January	60	0.200 *	0.674	0.553	53.99
February	60	0.200 *	−0.424	−0.01	16.29
March	60	0.200 *	1.228	0.448	65.99
April	60	0.200 *	5.968	1.661	99.41
May	60	0.005	3.979	1.802	134.22
June	60	0.006	−0.139	0.844	130.83
July	60	0.059	0.95	0.939	255.36
August	60	0.054	0.922	0.886	266.10
September	60	0.039	0.342	0.626	46.81
October	60	0.200 *	0.965	0.273	111.70
November	60	0.200 *	0.471	−0.08	46.72
December	60	0	0.709	0.386	7.01

* This is a lower bound of the true significance; a. Lilliefors significance correction.

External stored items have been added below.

//! Shared Module
//!
//! Types that describe field records independent of how they travel: the
//! record model, media attachments, the flattened form schema, configuration
//! and the shared error type.

/// Shared error types
pub mod error;

/// Application configuration
pub mod config;

/// Survey and germplasm records
pub mod record;

/// Media attachments (remote vs. device-local)
pub mod media;

/// Flattened form schema and payloads
pub mod form;

pub use config::{AppConfig, AppConfigBuilder, ConfigError};
pub use error::SharedError;
pub use form::{FilePart, FormSchema, FormValue, FormWriter, Payload};
pub use media::{LocalMedia, Media, MediaKind, RemoteMedia};
pub use record::{
    Coordinate, Germplasm, GermplasmDetail, Record, RecordBody, RecordKey, RecordKind,
    RecordSyncState, Survey,
};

shows the normality test of residuals between the results of the GTWR model and the actual precipitation. The residuals of most months fitted normal distribution (significance > 0.05), while other months, such as May, June, September, and December, fitted approximate normal distribution (kurtosis < 10 and skewness < 3). Compared with the GTWR model, the GTWRK model performed well in terms of average MAE, MRE, and RMSE (Table 2 and Table 3). The GTWRK model produces a more accurate spatio-temporal precipitation. The GTWRK model’s performance varies performs through the seasons. This work represent summer as June, July, and August. It seen in Table 4, the residuals in these months all fitted the approximately normal distribution, which affects the accuracy of the GTWRK model to some extent.

5. Conclusions

In this work, a GTWRK model combined with the GTWR and kriging model was introduced to interpolate the spatial distribution of monthly and annual precipitation from 2006 through 2014 in Hubei Province. The main conclusions are as follows:

(1)

GTWRK obtains a better average interpolation accuracy, compared to the GWR model. In the comparison between the GTWRK and GWR, the MAE decreased from 101.64 to 98.27. Consequently, we conclude that it is an improvement to extend GTWR with kriging.

(2)

The optimal timescale for interpolating precipitation data with the GTWR model is daily. The fitting accuracy is improved when the timescale is converted from yearly to daily. Compared with the GTWR(M) model, the average MAE, MRE, and RMSE of the monthly scale data decreased by 36%, 56%, and 35%, respectively, when using daily data. The same indices for the annual data reduced by 13%, 15%, and 14% when using daily data, respectively.

(3)

The temporal weight based on an exponential function improved the GTWR model at the monthly and annual data. It reduced the accuracy difference of the monthly scale between GTWR and GWR by about 3%. For the yearly scale data, the years with improved accuracy account for about 55%. Especially in 2008, 2009, 2010, 2011, and 2013, the accuracy was improved significantly. Meanwhile, the GTWRK improves the accuracy as measured by the MAE, MRE, and RMSE by 3%, 10%, and 1%, respectively, of monthly precipitation prediction, and by 3%, 10%, and 5%, respectively, of annual precipitation predictions.

(4)

The proposed model could be applied to manage similar phenomena with a large historical dataset. Meanwhile, the GTWR model takes into account the spatial and temporal heterogeneity of precipitation and produces better estimates of the residuals.

(5)

This work explored the annual, monthly, and daily scales to adjust the optimal time scale, while other time scales should be explored in future work. Additionally, the influence of the periodic characteristics of precipitation on the GTWR model needs further study.